6月1日には、ステーキ店「ペッパーランチ」事業を分社化し、新会社JPを設立した。JPは株主総会の承認がいらない「簡易新設分割」という手法で急遽、立ち上げた。JPの資本金は1000万円。ペッパーフードが100%株式を保有。本社は東京・墨田区のペッパーフードの本社内に置き、一瀬社長が代表に就いた。

簡易新設分割は総資産の5分の1以下が分割され新会社がつくられた場合に適用される。株主総会の議決を得る必要はない。会社分割とは、会社を新旧の2つに分離し、旧勘定となる既存会社は特別清算する。新会社に出資者を募り、出直すというのが一般的に行われるやり方だ。

窮地から脱する、手っ取り早い方法が会社分割と個人からの借り入れというわけだ。ペッパーフードの命運を握るのが、20億円を個人で貸し付けた食肉加工エスフーズ社長の村上氏だ。兵庫県立龍野実業高校卒業。1975年に村上畜産に就職したのが食肉業界に足を踏み入れるきっかけとなった。

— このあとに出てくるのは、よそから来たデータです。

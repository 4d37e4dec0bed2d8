use alloy::consensus::{SignableTransaction, TxEip1559, TxEnvelope, TxLegacy};
use alloy::eips::eip2718::Encodable2718;
use alloy::primitives::{keccak256, Address, Bytes, PrimitiveSignature, TxKind, B256, U256};
use alloy::signers::local::PrivateKeySigner;
use alloy::signers::SignerSync;

use dapp_bridge_core::{
    AssetFamily, ChainConfig, DerivationStandard, PortError, Secret, SignerPort,
    UnsignedEvmTransaction,
};

use crate::BridgeAdapterConfig;

/// Indexes scanned when mapping an account back to its signing key.
const ACCOUNT_SEARCH_DEPTH: u32 = 20;

/// Software signer deriving keys from a fixed seed. Development use only.
///
/// Keys are `keccak256(seed || derivation_path)`, so the same seed always yields the
/// same accounts. Tendermint addresses and typed-data signing are not supported.
#[derive(Debug, Clone)]
pub struct DeterministicSigner {
    seed: Vec<u8>,
    passphrase: Option<String>,
}

impl DeterministicSigner {
    pub fn new(seed: impl AsRef<[u8]>, passphrase: Option<String>) -> Self {
        Self {
            seed: seed.as_ref().to_vec(),
            passphrase,
        }
    }

    pub fn with_config(config: &BridgeAdapterConfig) -> Self {
        Self::new(&config.signer_seed, config.passphrase.clone())
    }

    fn key(&self, index: u32, standard: DerivationStandard) -> Result<PrivateKeySigner, PortError> {
        let path = AssetFamily::Evm.derivation_path(index, standard);
        let mut material = self.seed.clone();
        material.extend_from_slice(path.as_bytes());
        PrivateKeySigner::from_bytes(&keccak256(&material))
            .map_err(|e| PortError::Validation(format!("key derivation failed: {e}")))
    }

    fn key_for(&self, account: Address) -> Result<PrivateKeySigner, PortError> {
        for standard in [DerivationStandard::Bip44, DerivationStandard::LedgerLive] {
            for index in 0..ACCOUNT_SEARCH_DEPTH {
                let key = self.key(index, standard)?;
                if key.address() == account {
                    return Ok(key);
                }
            }
        }
        Err(PortError::NotFound(format!("no key for account {account}")))
    }

    fn check_secret(&self, secret: &Secret) -> Result<(), PortError> {
        match &self.passphrase {
            Some(expected) if expected != secret.expose() => {
                Err(PortError::Validation("incorrect passphrase".to_owned()))
            }
            _ => Ok(()),
        }
    }
}

impl SignerPort for DeterministicSigner {
    fn is_hardware(&self) -> bool {
        false
    }

    async fn get_address(
        &self,
        _index: u32,
        _address_prefix: &str,
        _standard: DerivationStandard,
        _confirm_on_device: bool,
    ) -> Result<String, PortError> {
        Err(PortError::NotImplemented("tendermint addresses"))
    }

    async fn get_eth_address(
        &self,
        index: u32,
        standard: DerivationStandard,
        _confirm_on_device: bool,
    ) -> Result<Address, PortError> {
        Ok(self.key(index, standard)?.address())
    }

    async fn get_address_list(
        &self,
        _start: u32,
        _count: u32,
        _address_prefix: &str,
        _standard: DerivationStandard,
    ) -> Result<Vec<String>, PortError> {
        Err(PortError::NotImplemented("tendermint addresses"))
    }

    async fn get_eth_address_list(
        &self,
        start: u32,
        count: u32,
        standard: DerivationStandard,
    ) -> Result<Vec<Address>, PortError> {
        (start..start.saturating_add(count))
            .map(|index| self.key(index, standard).map(|k| k.address()))
            .collect()
    }

    async fn get_pub_key(
        &self,
        index: u32,
        standard: DerivationStandard,
        _confirm_on_device: bool,
    ) -> Result<Bytes, PortError> {
        let key = self.key(index, standard)?;
        let point = key.credential().verifying_key().to_encoded_point(true);
        Ok(Bytes::copy_from_slice(point.as_bytes()))
    }

    async fn sign_transaction(
        &self,
        chain: &ChainConfig,
        transaction: &UnsignedEvmTransaction,
        secret: &Secret,
    ) -> Result<Bytes, PortError> {
        self.check_secret(secret)?;
        if transaction.chain_id != chain.chain_id {
            return Err(PortError::Validation(format!(
                "transaction for chain {} cannot be signed on {}",
                transaction.chain_id, chain.chain_id
            )));
        }
        let key = self.key_for(transaction.from)?;
        let gas_limit = u64::try_from(transaction.gas_limit)
            .map_err(|e| PortError::Validation(format!("gas limit out of range: {e}")))?;
        let value = transaction.value.unwrap_or(U256::ZERO);

        let envelope: TxEnvelope = match (
            transaction.max_fee_per_gas,
            transaction.max_priority_fee_per_gas,
        ) {
            (Some(max_fee), Some(priority)) => {
                let tx = TxEip1559 {
                    chain_id: transaction.chain_id.0,
                    nonce: transaction.nonce,
                    gas_limit,
                    max_fee_per_gas: to_u128(max_fee, "max fee")?,
                    max_priority_fee_per_gas: to_u128(priority, "priority fee")?,
                    to: TxKind::Call(transaction.to),
                    value,
                    input: transaction.data.clone(),
                    ..Default::default()
                };
                let signature = sign_hash(&key, tx.signature_hash())?;
                tx.into_signed(signature).into()
            }
            _ => {
                let tx = TxLegacy {
                    chain_id: Some(transaction.chain_id.0),
                    nonce: transaction.nonce,
                    gas_price: to_u128(transaction.gas_price, "gas price")?,
                    gas_limit,
                    to: TxKind::Call(transaction.to),
                    value,
                    input: transaction.data.clone(),
                };
                let signature = sign_hash(&key, tx.signature_hash())?;
                tx.into_signed(signature).into()
            }
        };
        tracing::debug!(hash = %envelope.tx_hash(), "signed transaction");
        Ok(envelope.encoded_2718().into())
    }

    async fn sign_message(
        &self,
        account: Address,
        data: &[u8],
        secret: &Secret,
    ) -> Result<Bytes, PortError> {
        self.check_secret(secret)?;
        if data.len() != 32 {
            return Err(PortError::Validation(
                "eth_sign expects a 32-byte hash".to_owned(),
            ));
        }
        let key = self.key_for(account)?;
        let signature = sign_hash(&key, B256::from_slice(data))?;
        Ok(Bytes::copy_from_slice(&signature.as_bytes()))
    }

    async fn sign_personal_message(
        &self,
        account: Address,
        data: &[u8],
        secret: &Secret,
    ) -> Result<Bytes, PortError> {
        self.check_secret(secret)?;
        let key = self.key_for(account)?;
        let signature = key
            .sign_message_sync(data)
            .map_err(|e| PortError::Validation(format!("signing failed: {e}")))?;
        Ok(Bytes::copy_from_slice(&signature.as_bytes()))
    }

    async fn sign_typed_data_v4(
        &self,
        _account: Address,
        _typed_data: &str,
        _secret: &Secret,
    ) -> Result<Bytes, PortError> {
        Err(PortError::NotImplemented("typed data signing"))
    }

    async fn ec_recover(&self, message: &[u8], signature: &Bytes) -> Result<Address, PortError> {
        let signature = PrimitiveSignature::try_from(&signature[..])
            .map_err(|e| PortError::Validation(format!("invalid signature: {e}")))?;
        signature
            .recover_address_from_msg(message)
            .map_err(|e| PortError::Validation(format!("recovery failed: {e}")))
    }
}

fn sign_hash(
    key: &PrivateKeySigner,
    hash: B256,
) -> Result<PrimitiveSignature, PortError> {
    key.sign_hash_sync(&hash)
        .map_err(|e| PortError::Validation(format!("signing failed: {e}")))
}

fn to_u128(value: U256, what: &str) -> Result<u128, PortError> {
    u128::try_from(value).map_err(|e| PortError::Validation(format!("{what} out of range: {e}")))
}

81年、エムアンドエム食品、82年にムラチクを設立し、社長になる。2004年9月、ムラチクがエスフーズのグループに入り、のちに合併。村上氏はエスフーズの副社長食肉本部長に就任。06年3月、社長に就いた。現在、兵庫県食肉事業協同組合連合会会長を務める食肉業界の大物だ。

エスフーズの15.3%の株式を保有する第2位の大株主は丸紅だ。持ち分法適用会社に組み入れられている。このままのジリ貧が続けばペッパーフードサービスはエスフーズの軍門に降ることになるとの声もある。